O coração ainda latejava, apertado, e o rosto trazia o rastro úmido das lágrimas que haviam teimado em cair durante todo o trajeto de volta. Lissie tentou respirar fundo, mas o ar entrava aos solavancos, pesado, denso demais. As luzes dos postes lançavam sombras alongadas no chão, e em certos momentos, ela quase teve a sensação de estar sendo seguida — não por alguém, mas pela própria lembrança do que acabara de descobrir.

O hospital ainda estava impresso nela: o cheiro de antisséptico, o zumbido dos monitores, os sussurros apressados no corredor. Aquele instante em que tudo desabou, quando a verdade veio como um soco. Era como se o mundo tivesse se tornado mais silencioso depois disso, como se até o som dos próprios batimentos tivesse se calado por um momento. Agora, cada passo que dava parecia ecoar dentro desse silêncio interno, cheio de dor e incredulidade.

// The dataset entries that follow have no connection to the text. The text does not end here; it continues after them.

//! Per-component token tables: `{variant -> state -> property -> value}`.
//!
//! A component table such as `components.button` maps variants (`primary`,
//! `secondary`) to states (`hover`, `focus`, ...), each holding properties.
//! Properties written directly under a variant belong to the `default` state.

use serde::Serialize;

use crate::tokens::path::TokenPath;
use crate::tokens::resolver::{resolve_value_at, ResolveError};
use crate::tokens::theme::Theme;
use crate::tokens::value::{TokenMap, TokenValue};

/// Name of the implicit state for properties set directly on a variant.
pub const DEFAULT_STATE: &str = "default";

/// Which color slot a component property fills.
#[derive(Debug, Clone, Copy, PartialEq, Eq, Hash, Serialize)]
#[serde(rename_all = "lowercase")]
pub enum ColorRole {
    Background,
    Text,
    Border,
}

impl ColorRole {
    /// Classify a property name.
    pub fn classify(property: &str) -> Option<ColorRole> {
        match property {
            "background" | "backgroundColor" | "bg" => Some(ColorRole::Background),
            "text" | "color" | "textColor" | "foreground" => Some(ColorRole::Text),
            "border" | "borderColor" => Some(ColorRole::Border),
            _ => None,
        }
    }
}

/// One resolved `{variant, state, property}` entry.
#[derive(Debug, Clone, PartialEq, Serialize)]
#[serde(rename_all = "camelCase")]
pub struct ComponentToken {
    pub variant: String,
    pub state: String,
    pub property: String,
    pub value: TokenValue,
    #[serde(skip_serializing_if = "Option::is_none")]
    pub role: Option<ColorRole>,
}

impl ComponentToken {
    /// The resolved value as a string literal, if it is one.
    pub fn literal(&self) -> Option<&str> {
        self.value.as_str()
    }
}

/// The background/text colors of one `{variant, state}`.
#[derive(Debug, Clone, PartialEq, Eq, Serialize)]
pub struct StateColors<'a> {
    pub variant: &'a str,
    pub state: &'a str,
    pub background: Option<&'a str>,
    pub text: Option<&'a str>,
    pub border: Option<&'a str>,
}

/// A flattened, resolved component table.
#[derive(Debug, Clone, Default, PartialEq, Serialize)]
pub struct ComponentTokens {
    pub entries: Vec<ComponentToken>,
}

impl ComponentTokens {
    /// Flatten an already-resolved table without touching a theme.
    pub fn from_resolved(table: &TokenMap) -> Self {
        let mut entries = Vec::new();
        for (variant, body) in table {
            let Some(body) = body.as_group() else {
                continue;
            };
            for (key, value) in body {
                match value {
                    TokenValue::Group(state) => {
                        for (property, value) in state {
                            entries.push(entry(variant, key, property, value.clone()));
                        }
                    }
                    other => entries.push(entry(variant, DEFAULT_STATE, key, other.clone())),
                }
            }
        }
        Self { entries }
    }

    /// Look up one entry.
    pub fn get(&self, variant: &str, state: &str, property: &str) -> Option<&ComponentToken> {
        self.entries
            .iter()
            .find(|e| e.variant == variant && e.state == state && e.property == property)
    }

    /// Entries filling a color slot.
    pub fn colors(&self) -> impl Iterator<Item = &ComponentToken> {
        self.entries.iter().filter(|e| e.role.is_some())
    }

    /// Color slots grouped per `{variant, state}`, in table order.
    ///
    /// A state that does not set a slot inherits it from the variant's
    /// `default` state.
    pub fn state_colors(&self) -> Vec<StateColors<'_>> {
        let mut out: Vec<StateColors<'_>> = Vec::new();
        for token in &self.entries {
            let Some(role) = token.role else {
                continue;
            };
            let index = match out
                .iter()
                .position(|s| s.variant == token.variant && s.state == token.state)
            {
                Some(i) => i,
                None => {
                    out.push(StateColors {
                        variant: &token.variant,
                        state: &token.state,
                        background: None,
                        text: None,
                        border: None,
                    });
                    out.len() - 1
                }
            };
            let slot = &mut out[index];
            match role {
                ColorRole::Background => slot.background = token.literal(),
                ColorRole::Text => slot.text = token.literal(),
                ColorRole::Border => slot.border = token.literal(),
            }
        }

        for i in 0..out.len() {
            if out[i].state == DEFAULT_STATE {
                continue;
            }
            let Some(base) = out
                .iter()
                .find(|s| s.variant == out[i].variant && s.state == DEFAULT_STATE)
                .cloned()
            else {
                continue;
            };
            let slot = &mut out[i];
            slot.background = slot.background.or(base.background);
            slot.text = slot.text.or(base.text);
            slot.border = slot.border.or(base.border);
        }
        out
    }
}

fn entry(variant: &str, state: &str, property: &str, value: TokenValue) -> ComponentToken {
    ComponentToken {
        variant: variant.to_string(),
        state: state.to_string(),
        property: property.to_string(),
        role: ColorRole::classify(property),
        value,
    }
}

/// Resolve every entry of a component table against `theme` and classify the
/// color-bearing properties.
///
/// When `table` is one of the theme's own `components.<kind>` tables, errors
/// name the full `components.<kind>...` path; otherwise paths are relative to
/// the table.
pub fn resolve_component_tokens(table: &TokenMap, theme: &Theme) -> Result<ComponentTokens, ResolveError> {
    let location = theme
        .components()
        .and_then(|components| {
            components
                .iter()
                .find(|(_, candidate)| candidate.as_group() == Some(table))
        })
        .map(|(kind, _)| TokenPath::new(["components", kind.as_str()]))
        .unwrap_or_else(TokenPath::root);
    resolve_table_at(&location, table, theme)
}

/// Resolve the table at `components.<kind>`. An absent kind yields an empty
/// table.
pub fn resolve_component(kind: &str, theme: &Theme) -> Result<ComponentTokens, ResolveError> {
    let path = TokenPath::new(["components", kind]);
    match theme.get(&path).and_then(TokenValue::as_group) {
        Some(table) => resolve_table_at(&path, table, theme),
        None => Ok(ComponentTokens::default()),
    }
}

fn resolve_table_at(
    location: &TokenPath,
    table: &TokenMap,
    theme: &Theme,
) -> Result<ComponentTokens, ResolveError> {
    let resolved = resolve_value_at(location, &TokenValue::Group(table.clone()), theme)?;
    Ok(resolved
        .as_group()
        .map(ComponentTokens::from_resolved)
        .unwrap_or_default())
}

#[cfg(test)]
mod tests {
    use super::*;
    use pretty_assertions::assert_eq;
    use serde_json::json;

    fn theme() -> Theme {
        Theme::from_value(json!({
            "colors": {"primary": "#1a73e8", "primaryDark": "#1557b0", "onPrimary": "#ffffff"},
            "components": {
                "button": {
                    "primary": {
                        "background": "colors.primary",
                        "text": "colors.onPrimary",
                        "padding": "8px 16px",
                        "hover": {"background": "colors.primaryDark"},
                        "disabled": {"background": "#e0e0e0", "text": "#9e9e9e"}
                    }
                }
            }
        }))
        .unwrap()
    }

    #[test]
    fn classify_properties() {
        assert_eq!(ColorRole::classify("background"), Some(ColorRole::Background));
        assert_eq!(ColorRole::classify("color"), Some(ColorRole::Text));
        assert_eq!(ColorRole::classify("borderColor"), Some(ColorRole::Border));
        assert_eq!(ColorRole::classify("padding"), None);
    }

    #[test]
    fn resolves_and_flattens() {
        let tokens = resolve_component("button", &theme()).unwrap();
        assert_eq!(tokens.entries.len(), 6);

        let bg = tokens.get("primary", "default", "background").unwrap();
        assert_eq!(bg.literal(), Some("#1a73e8"));
        assert_eq!(bg.role, Some(ColorRole::Background));

        let hover = tokens.get("primary", "hover", "background").unwrap();
        assert_eq!(hover.literal(), Some("#1557b0"));

        let padding = tokens.get("primary", "default", "padding").unwrap();
        assert_eq!(padding.role, None);
        assert_eq!(tokens.colors().count(), 5);
    }

    #[test]
    fn states_inherit_default_slots() {
        let tokens = resolve_component("button", &theme()).unwrap();
        let states = tokens.state_colors();
        let names: Vec<&str> = states.iter().map(|s| s.state).collect();
        assert_eq!(names, vec!["default", "hover", "disabled"]);

        let hover = &states[1];
        assert_eq!(hover.background, Some("#1557b0"));
        assert_eq!(hover.text, Some("#ffffff"));
    }

    #[test]
    fn missing_kind_is_empty() {
        assert!(resolve_component("card", &theme()).unwrap().entries.is_empty());
    }

    #[test]
    fn broken_reference_fails() {
        let theme = Theme::new().with("components.button.primary.background", "colors.nope");
        let expected = ResolveError::TokenNotFound {
            field: "components.button.primary.background".into(),
            path: "colors.nope".into(),
        };
        assert_eq!(resolve_component("button", &theme).unwrap_err(), expected);

        let table = theme.get_str("components.button").and_then(TokenValue::as_group).unwrap();
        assert_eq!(resolve_component_tokens(table, &theme).unwrap_err(), expected);
    }

    #[test]
    fn detached_table_reports_relative_field() {
        let table: TokenMap = serde_json::from_value(json!({
            "primary": {"background": "colors.nope"}
        }))
        .unwrap();
        assert_eq!(
            resolve_component_tokens(&table, &Theme::new()).unwrap_err(),
            ResolveError::TokenNotFound {
                field: "primary.background".into(),
                path: "colors.nope".into(),
            }
        );
    }
}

Quando chegou ao prédio, as luzes do hall estavam fracas, meio amareladas, e o barulho distante de uma televisão em algum dos apartamentos vizinhos lhe pareceu quase reconfortante — uma prova de que havia vida ali fora, mesmo que ela se sentisse esvaziada. Subiu as escadas devagar, os dedos trêmulos roçando no corrimão frio. Quando alcançou a porta do apartamento, por um instante hesitou antes de girar a chave. Não queria entrar. Não queria se deparar com aquele vazio que sabia que a esperava lá dentro.

Mas entrou.

O silêncio a envolveu de imediato — um silêncio diferente do hospital, mais profundo, quase palpável. Ali não havia zumbido de máquinas nem passos apressados; havia apenas o eco dos próprios pensamentos, se debatendo em sua cabeça. Jogou a bolsa no sofá e ficou parada por alguns segundos, encarando o espaço ao redor. Tudo parecia igual, mas nada era o mesmo. A pequena planta no canto da sala, as cortinas leves, o cheiro familiar de lavanda no ar — tudo parecia testemunhar, em silêncio, o que ela havia perdido.

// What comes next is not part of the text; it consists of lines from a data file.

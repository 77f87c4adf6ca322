//! Color manipulations: lightness, saturation, hue rotation, mixing, palettes.
//!
//! Each operation exists twice: as an infallible method on [`Rgb`] and as a
//! free function over a 6-digit hex string that fails with
//! [`ColorError::InvalidColorFormat`] on malformed input.

use crate::color::model::{hex_to_rgb, ColorError, Hsl, Rgb};

impl Rgb {
    /// Increase HSL lightness by `amount` percentage points.
    pub fn lighten(self, amount: f64) -> Rgb {
        let hsl = self.to_hsl();
        Hsl::new(hsl.h, hsl.s, hsl.l + amount).to_rgb()
    }

    /// Decrease HSL lightness by `amount` percentage points.
    pub fn darken(self, amount: f64) -> Rgb {
        self.lighten(-amount)
    }

    /// Increase HSL saturation by `amount` percentage points.
    pub fn saturate(self, amount: f64) -> Rgb {
        let hsl = self.to_hsl();
        Hsl::new(hsl.h, hsl.s + amount, hsl.l).to_rgb()
    }

    /// Decrease HSL saturation by `amount` percentage points.
    pub fn desaturate(self, amount: f64) -> Rgb {
        self.saturate(-amount)
    }

    /// Rotate the hue by `degrees` (wraps around the color wheel).
    pub fn adjust_hue(self, degrees: f64) -> Rgb {
        let hsl = self.to_hsl();
        Hsl::new(hsl.h + degrees, hsl.s, hsl.l).to_rgb()
    }

    /// Blend toward `other` channel-wise.
    ///
    /// `weight = 0.0` returns `self`, `weight = 1.0` returns `other`; values
    /// outside `[0, 1]` are clamped.
    pub fn mix(self, other: Rgb, weight: f64) -> Rgb {
        let w = weight.clamp(0.0, 1.0);
        let inv = 1.0 - w;
        let blend = |a: u8, b: u8| (f64::from(a) * inv + f64::from(b) * w).round() as u8;
        Rgb::new(
            blend(self.r, other.r),
            blend(self.g, other.g),
            blend(self.b, other.b),
        )
    }

    /// The color opposite on the wheel (hue + 180°).
    pub fn complementary(self) -> Rgb {
        self.adjust_hue(180.0)
    }

    /// Remove all saturation, keeping HSL lightness.
    pub fn grayscale(self) -> Rgb {
        let hsl = self.to_hsl();
        Hsl::new(hsl.h, 0.0, hsl.l).to_rgb()
    }

    /// Invert each channel.
    pub fn invert(self) -> Rgb {
        Rgb::new(255 - self.r, 255 - self.g, 255 - self.b)
    }

    /// `true` when white text reads better on this color than black text.
    pub fn is_dark(self) -> bool {
        let l = self.relative_luminance();
        // (1 + 0.05) / (l + 0.05) > (l + 0.05) / (0 + 0.05)
        (l + 0.05) * (l + 0.05) < 1.05 * 0.05
    }

    /// Inverse of [`Rgb::is_dark`].
    pub fn is_light(self) -> bool {
        !self.is_dark()
    }
}

/// Lighten a hex color by `amount` lightness points.
pub fn lighten(color: &str, amount: f64) -> Result<String, ColorError> {
    Ok(hex_to_rgb(color)?.lighten(amount).to_hex())
}

/// Darken a hex color by `amount` lightness points.
pub fn darken(color: &str, amount: f64) -> Result<String, ColorError> {
    Ok(hex_to_rgb(color)?.darken(amount).to_hex())
}

/// Saturate a hex color by `amount` saturation points.
pub fn saturate(color: &str, amount: f64) -> Result<String, ColorError> {
    Ok(hex_to_rgb(color)?.saturate(amount).to_hex())
}

/// Desaturate a hex color by `amount` saturation points.
pub fn desaturate(color: &str, amount: f64) -> Result<String, ColorError> {
    Ok(hex_to_rgb(color)?.desaturate(amount).to_hex())
}

/// Rotate the hue of a hex color by `degrees`.
pub fn adjust_hue(color: &str, degrees: f64) -> Result<String, ColorError> {
    Ok(hex_to_rgb(color)?.adjust_hue(degrees).to_hex())
}

/// Mix two hex colors. `weight` is the share of `color_b` in the result.
pub fn mix(color_a: &str, color_b: &str, weight: f64) -> Result<String, ColorError> {
    Ok(hex_to_rgb(color_a)?.mix(hex_to_rgb(color_b)?, weight).to_hex())
}

/// Complementary hex color.
pub fn complementary(color: &str) -> Result<String, ColorError> {
    Ok(hex_to_rgb(color)?.complementary().to_hex())
}

/// Grayscale version of a hex color.
pub fn grayscale(color: &str) -> Result<String, ColorError> {
    Ok(hex_to_rgb(color)?.grayscale().to_hex())
}

/// Inverted hex color.
pub fn invert(color: &str) -> Result<String, ColorError> {
    Ok(hex_to_rgb(color)?.invert().to_hex())
}

/// See [`Rgb::is_dark`].
pub fn is_dark(color: &str) -> Result<bool, ColorError> {
    Ok(hex_to_rgb(color)?.is_dark())
}

/// See [`Rgb::is_light`].
pub fn is_light(color: &str) -> Result<bool, ColorError> {
    Ok(hex_to_rgb(color)?.is_light())
}

/// Generate `steps` shades of `base_color`, ordered light to dark.
///
/// Hue and saturation are kept; lightness is spread evenly from 95% down to
/// 10%. `steps == 1` returns the base color itself and `steps == 0` an empty
/// palette.
pub fn generate_palette(base_color: &str, steps: usize) -> Result<Vec<String>, ColorError> {
    let base = hex_to_rgb(base_color)?;
    match steps {
        0 => Ok(Vec::new()),
        1 => Ok(vec![base.to_hex()]),
        n => {
            const LIGHTEST: f64 = 95.0;
            const DARKEST: f64 = 10.0;
            let hsl = base.to_hsl();
            let step = (LIGHTEST - DARKEST) / (n - 1) as f64;
            Ok((0..n)
                .map(|i| Hsl::new(hsl.h, hsl.s, LIGHTEST - step * i as f64).to_hex())
                .collect())
        }
    }
}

Lissie se sentou no sofá, e o corpo cedeu ao cansaço. Os ombros tombaram, o peito pesou, e ela fechou os olhos. A mente era um turbilhão — culpa, saudade, raiva, confusão, incredulidade. Tudo se misturava em um nó impossível de desfazer. Ela apertou os olhos com força, como se pudesse, com o simples esforço da vontade, fazer o nó se desfazer, fazer o coração parar de doer. Mas a dor persistia, latente, viva, como uma ferida recém-aberta.

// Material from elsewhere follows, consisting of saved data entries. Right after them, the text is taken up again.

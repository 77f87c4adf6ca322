//! Fluid sizes: values that interpolate linearly between two sizes across a
//! viewport range and render as a CSS `clamp()` expression.

use indexmap::IndexMap;
use serde::{Deserialize, Serialize};
use tracing::trace;

/// Default lower viewport bound, in px.
pub const DEFAULT_MIN_VIEWPORT: f64 = 320.0;
/// Default upper viewport bound, in px.
pub const DEFAULT_MAX_VIEWPORT: f64 = 1280.0;

/// Typography steps and their multipliers over the base size.
pub const TYPE_SCALE: &[(&str, f64)] = &[
    ("xs", 0.75),
    ("sm", 0.875),
    ("base", 1.0),
    ("lg", 1.125),
    ("xl", 1.25),
    ("2xl", 1.5),
    ("3xl", 1.875),
    ("4xl", 2.25),
    ("5xl", 3.0),
    ("6xl", 3.75),
];

/// Spacing steps and their multipliers over the base unit.
pub const SPACE_SCALE: &[(&str, f64)] = &[
    ("xs", 0.25),
    ("sm", 0.5),
    ("md", 1.0),
    ("lg", 1.5),
    ("xl", 2.0),
    ("2xl", 3.0),
    ("3xl", 4.0),
];

/// Errors from fluid-size generation.
#[derive(Debug, Clone, PartialEq, Eq, thiserror::Error)]
pub enum FluidError {
    #[error("invalid fluid range: {reason}")]
    InvalidFluidRange { reason: String },
}

fn invalid(reason: impl Into<String>) -> FluidError {
    FluidError::InvalidFluidRange {
        reason: reason.into(),
    }
}

/// Viewport bounds and output precision for fluid scales.
#[derive(Debug, Clone, Copy, PartialEq, Serialize, Deserialize)]
#[serde(default, rename_all = "camelCase")]
pub struct FluidConfig {
    pub min_viewport: f64,
    pub max_viewport: f64,
    /// Decimal places kept in rendered CSS.
    pub precision: usize,
}

impl Default for FluidConfig {
    fn default() -> Self {
        Self {
            min_viewport: DEFAULT_MIN_VIEWPORT,
            max_viewport: DEFAULT_MAX_VIEWPORT,
            precision: 4,
        }
    }
}

impl FluidConfig {
    /// Set the viewport range.
    pub fn with_viewports(mut self, min_viewport: f64, max_viewport: f64) -> Self {
        self.min_viewport = min_viewport;
        self.max_viewport = max_viewport;
        self
    }

    /// Set the rendered precision.
    pub fn with_precision(mut self, precision: usize) -> Self {
        self.precision = precision;
        self
    }
}

// ---------------------------------------------------------------------------
// FluidSize
// ---------------------------------------------------------------------------

/// A size interpolated linearly across a viewport range.
#[derive(Debug, Clone, Copy, PartialEq, Serialize)]
#[serde(rename_all = "camelCase")]
pub struct FluidSize {
    pub min_size: f64,
    pub max_size: f64,
    pub min_viewport: f64,
    pub max_viewport: f64,
    /// Size change per px of viewport width.
    pub slope: f64,
    /// Size at a zero-width viewport.
    pub intercept: f64,
}

impl FluidSize {
    /// The size at `viewport`, clamped to `[min_size, max_size]`.
    ///
    /// The range ends return the configured sizes exactly.
    pub fn value_at(&self, viewport: f64) -> f64 {
        if viewport <= self.min_viewport {
            self.min_size
        } else if viewport >= self.max_viewport {
            self.max_size
        } else {
            self.min_size + self.slope * (viewport - self.min_viewport)
        }
    }

    /// Render as `clamp(min, intercept + slope·100vw, max)`.
    pub fn to_css(&self, precision: usize) -> String {
        let n = |v: f64| format_number(v, precision);
        format!(
            "clamp({}px, {}px + {}vw, {}px)",
            n(self.min_size),
            n(self.intercept),
            n(self.slope * 100.0),
            n(self.max_size)
        )
    }
}

/// Format with at most `precision` decimals, trimming trailing zeros.
fn format_number(value: f64, precision: usize) -> String {
    let text = format!("{value:.precision$}");
    let text = if text.contains('.') {
        text.trim_end_matches('0').trim_end_matches('.')
    } else {
        text.as_str()
    };
    match text {
        "-0" => "0".to_string(),
        other => other.to_string(),
    }
}

/// Interpolate between `min_size` at `min_viewport` and `max_size` at
/// `max_viewport`.
pub fn generate_fluid_size(
    min_size: f64,
    max_size: f64,
    min_viewport: f64,
    max_viewport: f64,
) -> Result<FluidSize, FluidError> {
    let all = [min_size, max_size, min_viewport, max_viewport];
    if all.iter().any(|v| !v.is_finite()) {
        return Err(invalid("sizes and viewports must be finite"));
    }
    if min_viewport >= max_viewport {
        return Err(invalid(format!(
            "min viewport {min_viewport} must be below max viewport {max_viewport}"
        )));
    }
    if min_viewport < 0.0 || min_size < 0.0 {
        return Err(invalid("sizes and viewports must not be negative"));
    }
    if min_size > max_size {
        return Err(invalid(format!(
            "min size {min_size} exceeds max size {max_size}"
        )));
    }

    let slope = (max_size - min_size) / (max_viewport - min_viewport);
    let intercept = min_size - slope * min_viewport;
    trace!(min_size, max_size, slope, intercept, "generated fluid size");
    Ok(FluidSize {
        min_size,
        max_size,
        min_viewport,
        max_viewport,
        slope,
        intercept,
    })
}

/// [`generate_fluid_size`] with the viewports from `config`.
pub fn fluid_size_with(min_size: f64, max_size: f64, config: &FluidConfig) -> Result<FluidSize, FluidError> {
    generate_fluid_size(min_size, max_size, config.min_viewport, config.max_viewport)
}

// ---------------------------------------------------------------------------
// Scales
// ---------------------------------------------------------------------------

/// A named scale of fluid sizes, in step order.
pub type FluidScale = IndexMap<String, FluidSize>;

fn scale_from(
    steps: &[(&str, f64)],
    base_min: f64,
    base_max: f64,
    custom: &IndexMap<String, (f64, f64)>,
    config: &FluidConfig,
) -> Result<FluidScale, FluidError> {
    let mut scale = FluidScale::new();
    for (name, multiplier) in steps {
        let (min, max) = custom
            .get(*name)
            .copied()
            .unwrap_or((base_min * multiplier, base_max * multiplier));
        scale.insert((*name).to_string(), fluid_size_with(min, max, config)?);
    }
    for (name, (min, max)) in custom {
        if !scale.contains_key(name) {
            scale.insert(name.clone(), fluid_size_with(*min, *max, config)?);
        }
    }
    Ok(scale)
}

/// Fluid font sizes for `xs` through `6xl`, scaled from a base size that grows
/// from `base_min` to `base_max`.
///
/// Entries in `custom` replace the computed `(min, max)` pair for their key;
/// keys outside the standard steps are appended.
pub fn generate_fluid_typography_scale(
    base_min: f64,
    base_max: f64,
    custom: &IndexMap<String, (f64, f64)>,
    config: &FluidConfig,
) -> Result<FluidScale, FluidError> {
    scale_from(TYPE_SCALE, base_min, base_max, custom, config)
}

/// Fluid spacing for `xs` through `3xl`, scaled from a base unit that grows
/// from `base_min` to `base_max`.
pub fn generate_fluid_spacing_scale(
    base_min: f64,
    base_max: f64,
    config: &FluidConfig,
) -> Result<FluidScale, FluidError> {
    scale_from(SPACE_SCALE, base_min, base_max, &IndexMap::new(), config)
}

/// Render every entry of a scale as CSS.
pub fn scale_to_css(scale: &FluidScale, precision: usize) -> IndexMap<String, String> {
    scale
        .iter()
        .map(|(name, size)| (name.clone(), size.to_css(precision)))
        .collect()
}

Por um tempo, ficou apenas ali, imóvel, sentindo o silêncio vibrar. Lá fora, o vento batia contra as janelas, e um ruído distante de um carro passando pela rua lembrava-a de que o mundo continuava existindo. Dentro do apartamento, porém, era como se o tempo tivesse parado.

Quando finalmente se levantou, o fez devagar, como se os movimentos estivessem sendo aprendidos novamente. Andou até o canto do apartamento onde havia algumas caixas empilhadas, cobertas por uma fina camada de poeira. Se ajoelhou diante delas. Então pegou uma que sabia ser especial — uma caixa de madeira, antiga, com um fecho de metal ainda intacto. Ela hesitou, a ponta dos dedos repousando sobre a tampa. Aquela caixa era um portal para uma parte dela que andava esquecida, adormecida sob camadas de dor e de tempo.

Respirou fundo antes de abri-la, quase como quem precisa pedir permissão às memórias. Ao levantar a tampa, uma fina nuvem de poeira se ergueu, e o aroma doce e levemente mofado de papel envelhecido invadiu o ar. O cheiro de algo que pertenceu a outro tempo, a uma versão dela que ainda acreditava que o amor era eterno e que o futuro seria gentil.